### Problem to solve
Spot each line in the data below containing "separator" and copy it.

Items listed in a dataset:
<<<<

use std::fmt::Write as _;

use super::model::{AuthorLines, ChangesResult, FileTouched, LinesTouched};
use crate::report_helpers::{self, BarChart, GraphPage, separator};
use crate::util::perc_str;

const TOP_FILES: usize = 5;
const TOP_RANKED: usize = 3;

/// Totals followed by a breakdown for every author who touched lines.
pub fn format_full(result: &ChangesResult) -> String {
    let mut out = String::new();
    let active = result
        .authors
        .iter()
        .filter(|a| a.lines_touched.touched() > 0)
        .count();
    let _ = writeln!(out, "Total authors active: {active}");
    let _ = writeln!(out, "Total commits: {}", result.total_commits);
    let _ = writeln!(out, "Total files touched: {}", result.total_files);
    if result.skipped_files > 0 {
        let _ = writeln!(out, "Files skipped: {}", result.skipped_files);
    }
    if let Some(age) = result.total_lines_touched.average_age_days() {
        let _ = writeln!(out, "Average line age when changed: {} days", age as i64);
    }
    out.push_str(&format_lines_touched(
        &result.total_lines_touched,
        &LinesTouched::default(),
    ));

    for author in &result.authors {
        if author.lines_touched.touched() == 0 {
            continue;
        }
        let _ = writeln!(out, "\nAuthor: {} {}", author.author_name, author.author_email);
        out.push_str(&format_lines_touched(
            &author.lines_touched,
            &result.total_lines_touched,
        ));
        out.push_str(&format_top_files(&author.files_touched));
    }
    out
}

fn format_lines_touched(lines: &LinesTouched, totals: &LinesTouched) -> String {
    let touched = lines.touched();
    let refactor = lines.refactor();
    let churn = lines.churn();
    let mut out = String::new();
    let _ = writeln!(
        out,
        "- Total lines touched: {touched}{}",
        perc_str(touched, totals.touched())
    );
    let _ = writeln!(out, "  - New lines: {}{}", lines.new, perc_str(lines.new, touched));
    let _ = writeln!(
        out,
        "  - Changed lines: {}{}",
        lines.changes,
        perc_str(lines.changes, touched)
    );
    let _ = writeln!(
        out,
        "    - Refactor: {refactor}{}",
        perc_str(refactor, lines.changes)
    );
    let _ = writeln!(
        out,
        "      - Refactor of own lines: {}{}",
        lines.refactor_own,
        perc_str(lines.refactor_own, refactor)
    );
    let _ = writeln!(
        out,
        "      - Refactor of other's lines: {}{}",
        lines.refactor_other,
        perc_str(lines.refactor_other, refactor)
    );
    let _ = writeln!(
        out,
        "      * Refactor done by others to own lines (help received): {}",
        lines.refactor_received
    );
    let _ = writeln!(out, "    - Churn: {churn}{}", perc_str(churn, lines.changes));
    let _ = writeln!(
        out,
        "      - Churn of own lines: {}{}",
        lines.churn_own,
        perc_str(lines.churn_own, churn)
    );
    let _ = writeln!(
        out,
        "      - Churn of other's lines (help given): {}{}",
        lines.churn_other,
        perc_str(lines.churn_other, churn)
    );
    let _ = writeln!(
        out,
        "      * Churn done by others to own lines (help received): {}",
        lines.churn_received
    );
    out
}

fn format_top_files(files: &[FileTouched]) -> String {
    let mut out = String::from("  - Top files:\n");
    for file in files.iter().take(TOP_FILES) {
        let _ = writeln!(out, "    - {} ({})", file.name, file.lines);
    }
    out
}

/// Rankings of the authors by kind of work.
pub fn format_short(result: &ChangesResult) -> String {
    let total = &result.total_lines_touched;
    let mut out = String::new();
    let _ = writeln!(
        out,
        "Commits: {}  Files: {}  Lines touched: {}",
        result.total_commits,
        result.total_files,
        total.touched()
    );

    let rankings: [(&str, fn(&LinesTouched) -> i64); 5] = [
        ("Top Coders (new+refactor-churn)", LinesTouched::score),
        ("Top New Liners", |l| l.new),
        ("Top Refactorers", LinesTouched::refactor),
        ("Top Helpers", |l| l.churn_other),
        ("Top Churners", |l| l.churn_own + l.churn_received),
    ];
    for (title, metric) in rankings {
        let _ = writeln!(out, "\n{title}");
        let _ = writeln!(out, "{}", separator(title.len()));
        for author in ranked(&result.authors, metric) {
            let value = metric(&author.lines_touched);
            let _ = writeln!(
                out,
                "  {} {}: {value}{}",
                author.author_name,
                author.author_email,
                perc_str(value, metric(total))
            );
        }
    }
    out
}

/// The top authors by `metric`, highest first, ties by name.
fn ranked(authors: &[AuthorLines], metric: fn(&LinesTouched) -> i64) -> Vec<&AuthorLines> {
    let mut sorted: Vec<&AuthorLines> = authors.iter().collect();
    sorted.sort_by(|a, b| {
        metric(&b.lines_touched)
            .cmp(&metric(&a.lines_touched))
            .then_with(|| a.author_name.cmp(&b.author_name))
    });
    sorted.truncate(TOP_RANKED);
    sorted
}

/// Graph page with per-author line charts. Returns the exit code.
pub fn write_graph(result: &ChangesResult) -> i32 {
    report_helpers::emit_graph(&graph_page(result))
}

fn graph_page(result: &ChangesResult) -> GraphPage {
    let chart = |title: &str, metric: fn(&LinesTouched) -> i64| BarChart {
        title: title.to_string(),
        bars: result
            .authors
            .iter()
            .map(|a| (a.author_name.clone(), metric(&a.lines_touched)))
            .collect(),
    };
    GraphPage {
        title: "Changes by author".to_string(),
        charts: vec![
            chart("Lines touched", LinesTouched::touched),
            chart("New lines", |l| l.new),
            chart("Refactored lines", LinesTouched::refactor),
            chart("Churned lines", LinesTouched::churn),
        ],
        text: format_full(result),
    }
}

#[cfg(test)]
#[path = "report_test.rs"]
mod tests;
use super::*;
use chrono::{DateTime, Duration, FixedOffset};

use crate::changes::model::LinesTouched;
use crate::diff::LineText;
use crate::testrepo::{BASE_EPOCH, commit_as, create_test_repo, ownership_repo, remove_as};

fn at(hours_before: i64) -> DateTime<FixedOffset> {
    DateTime::parse_from_rfc3339("2024-03-01T12:00:00+00:00").unwrap() - Duration::hours(hours_before)
}

fn commit_by(name: &str) -> CommitInfo {
    CommitInfo {
        id: "c0ffee".to_string(),
        author_name: name.to_string(),
        author_email: format!("{name}@mail.com"),
        date: at(0),
    }
}

fn blame_line(name: &str, hours_before: i64) -> BlameLine {
    BlameLine {
        commit_id: "feed".to_string(),
        author_name: name.to_string(),
        author_email: format!("{name}@mail.com"),
        author_date: at(hours_before),
        text: "x".to_string(),
    }
}

fn lines(numbers: &[usize]) -> Vec<LineText> {
    numbers
        .iter()
        .map(|&number| LineText {
            number,
            text: "x".to_string(),
        })
        .collect()
}

fn hunk(op: DiffOp, src: &[usize], dst: &[usize]) -> Hunk {
    Hunk {
        op,
        src_lines: lines(src),
        dst_lines: lines(dst),
        anchor: 0,
    }
}

fn counters(changes: &FileChanges, name: &str) -> LinesTouched {
    changes
        .authors
        .get(&Author::new(name, format!("{name}@mail.com")))
        .copied()
        .unwrap_or_default()
}

fn classify(
    commit: &CommitInfo,
    src: &[BlameLine],
    dst: &[BlameLine],
    hunks: &[Hunk],
) -> FileChanges {
    let mut changes = FileChanges::new(&commit.id, "f.rs");
    classify_hunks(&mut changes, commit, src, dst, hunks, DEFAULT_REFACTOR_AGE_HOURS).unwrap();
    changes
}

#[test]
fn added_lines_are_new_for_blamed_author() {
    let dst = vec![blame_line("alice", 100), blame_line("bob", 0), blame_line("bob", 0)];
    let changes = classify(
        &commit_by("bob"),
        &[],
        &dst,
        &[hunk(DiffOp::Add, &[], &[2, 3])],
    );
    assert_eq!(counters(&changes, "bob").new, 2);
    assert_eq!(changes.authors.len(), 1);
}

#[test]
fn recent_line_of_other_author_is_churn() {
    let src = vec![blame_line("alice", 1)];
    let dst = vec![blame_line("bob", 0)];
    let changes = classify(&commit_by("bob"), &src, &dst, &[hunk(DiffOp::Change, &[1], &[1])]);

    let bob = counters(&changes, "bob");
    assert_eq!(bob.changes, 1);
    assert_eq!(bob.churn_other, 1);
    assert_eq!(bob.new, 0);
    let alice = counters(&changes, "alice");
    assert_eq!(alice.churn_received, 1);
    assert_eq!(alice.touched(), 0);
}

#[test]
fn old_line_of_other_author_is_refactor() {
    let src = vec![blame_line("alice", 30 * 24)];
    let dst = vec![blame_line("bob", 0)];
    let changes = classify(&commit_by("bob"), &src, &dst, &[hunk(DiffOp::Change, &[1], &[1])]);

    let bob = counters(&changes, "bob");
    assert_eq!(bob.refactor_other, 1);
    assert_eq!(bob.age_days_sum, 30.0);
    assert_eq!(counters(&changes, "alice").refactor_received, 1);
}

#[test]
fn age_keeps_partial_hours() {
    let mut src_line = blame_line("alice", 36);
    src_line.author_date = src_line.author_date - Duration::minutes(30);
    let dst = vec![blame_line("bob", 0)];
    let changes = classify(&commit_by("bob"), &[src_line], &dst, &[hunk(DiffOp::Change, &[1], &[1])]);

    let bob = counters(&changes, "bob");
    assert_eq!(bob.churn_other, 1);
    assert!((bob.age_days_sum - 36.5 / 24.0).abs() < 1e-9);
}

#[test]
fn refactor_threshold_is_exclusive() {
    let src = vec![blame_line("bob", DEFAULT_REFACTOR_AGE_HOURS)];
    let dst = vec![blame_line("bob", 0)];
    let changes = classify(&commit_by("bob"), &src, &dst, &[hunk(DiffOp::Change, &[1], &[1])]);
    assert_eq!(counters(&changes, "bob").churn_own, 1);
}

#[test]
fn own_lines_credit_nobody_else() {
    let src = vec![blame_line("bob", 600), blame_line("bob", 2)];
    let dst = vec![blame_line("bob", 0), blame_line("bob", 0)];
    let changes = classify(
        &commit_by("bob"),
        &src,
        &dst,
        &[hunk(DiffOp::Change, &[1, 2], &[1, 2])],
    );
    let bob = counters(&changes, "bob");
    assert_eq!(bob.changes, 2);
    assert_eq!(bob.refactor_own, 1);
    assert_eq!(bob.churn_own, 1);
    assert_eq!(changes.authors.len(), 1);
}

#[test]
fn deleted_lines_go_to_committer() {
    let src = vec![blame_line("alice", 2), blame_line("alice", 2)];
    let dst = vec![blame_line("alice", 2)];
    let changes = classify(&commit_by("bob"), &src, &dst, &[hunk(DiffOp::Delete, &[2], &[])]);

    let bob = counters(&changes, "bob");
    assert_eq!(bob.changes, 1);
    assert_eq!(bob.churn_other, 1);
    assert_eq!(counters(&changes, "alice").churn_received, 1);
}

#[test]
fn growing_change_adds_new_lines() {
    let src = vec![blame_line("alice", 1)];
    let dst = vec![blame_line("bob", 0), blame_line("bob", 0), blame_line("bob", 0)];
    let changes = classify(
        &commit_by("bob"),
        &src,
        &dst,
        &[hunk(DiffOp::Change, &[1], &[1, 2, 3])],
    );
    let bob = counters(&changes, "bob");
    assert_eq!(bob.changes, 1);
    assert_eq!(bob.new, 2);
}

#[test]
fn changes_equal_sum_of_kinds() {
    let src = vec![blame_line("alice", 1), blame_line("bob", 900), blame_line("carol", 900)];
    let dst = vec![blame_line("bob", 0)];
    let changes = classify(
        &commit_by("bob"),
        &src,
        &dst,
        &[hunk(DiffOp::Change, &[1, 2, 3], &[1])],
    );
    let total = changes.total();
    assert_eq!(
        total.changes,
        total.refactor_own + total.refactor_other + total.churn_own + total.churn_other
    );
    assert_eq!(total.changes, 3);
}

#[test]
fn out_of_range_line_fails() {
    let dst = vec![blame_line("bob", 0)];
    let mut changes = FileChanges::new("c0ffee", "f.rs");
    let err = classify_hunks(
        &mut changes,
        &commit_by("bob"),
        &[],
        &dst,
        &[hunk(DiffOp::Add, &[], &[5])],
        DEFAULT_REFACTOR_AGE_HOURS,
    )
    .unwrap_err();
    assert!(matches!(err, Error::Parse(_)));
}

fn classify_repo(git: &Git, commit_id: &str, path: &str) -> FileChanges {
    match classify_file(git, commit_id, path, &ClassifyOptions::default()).unwrap() {
        FileOutcome::Classified(changes) => changes,
        FileOutcome::Skipped => panic!("{path} skipped at {commit_id}"),
    }
}

#[test]
fn classifies_fixture_history() {
    let (dir, ids) = ownership_repo();
    let git = Git::discover(dir.path(), 30).unwrap();

    let c1 = classify_repo(&git, &ids[0], "file1");
    assert_eq!(counters(&c1, "author1").new, 1);

    let c2 = classify_repo(&git, &ids[1], "file1");
    let author2 = counters(&c2, "author2");
    assert_eq!((author2.new, author2.churn_other), (1, 1));
    assert_eq!(counters(&c2, "author1").churn_received, 1);

    let c3 = classify_repo(&git, &ids[2], "file1");
    let author1 = counters(&c3, "author1");
    assert_eq!((author1.new, author1.churn_other), (1, 1));
    assert_eq!(counters(&c3, "author2").churn_received, 1);

    let c4 = classify_repo(&git, &ids[3], "file1");
    let author1 = counters(&c4, "author1");
    assert_eq!((author1.new, author1.changes, author1.churn_own), (0, 1, 1));
    assert_eq!(c4.authors.len(), 1);

    let c5 = classify_repo(&git, &ids[4], "dir1/dir1.1/file2");
    assert_eq!(counters(&c5, "author3").new, 5);
}

#[test]
fn oversized_file_is_skipped() {
    let (dir, ids) = ownership_repo();
    let git = Git::discover(dir.path(), 30).unwrap();
    let opts = ClassifyOptions {
        max_file_size: 2,
        ..ClassifyOptions::default()
    };
    let outcome = classify_file(&git, &ids[4], "dir1/dir1.1/file2", &opts).unwrap();
    assert_eq!(outcome, FileOutcome::Skipped);
}

#[test]
fn deleted_file_is_skipped() {
    let (dir, repo) = create_test_repo();
    commit_as(&repo, "author1", &[("gone.txt", "one\ntwo\n")], "add", BASE_EPOCH);
    let removal = remove_as(&repo, "author2", "gone.txt", BASE_EPOCH + 60);
    let git = Git::discover(dir.path(), 30).unwrap();
    let outcome = classify_file(&git, &removal, "gone.txt", &ClassifyOptions::default()).unwrap();
    assert_eq!(outcome, FileOutcome::Skipped);
}

#[test]
fn binary_file_is_skipped() {
    let (dir, repo) = create_test_repo();
    let id = commit_as(&repo, "author1", &[("blob.bin", "ab\0cd\0ef")], "bin", BASE_EPOCH);
    let git = Git::discover(dir.path(), 30).unwrap();
    let outcome = classify_file(&git, &id, "blob.bin", &ClassifyOptions::default()).unwrap();
    assert_eq!(outcome, FileOutcome::Skipped);
}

>>>>

### Answer for the task
use crate::report_helpers::{self, BarChart, GraphPage, separator};
        let _ = writeln!(out, "{}", separator(title.len()));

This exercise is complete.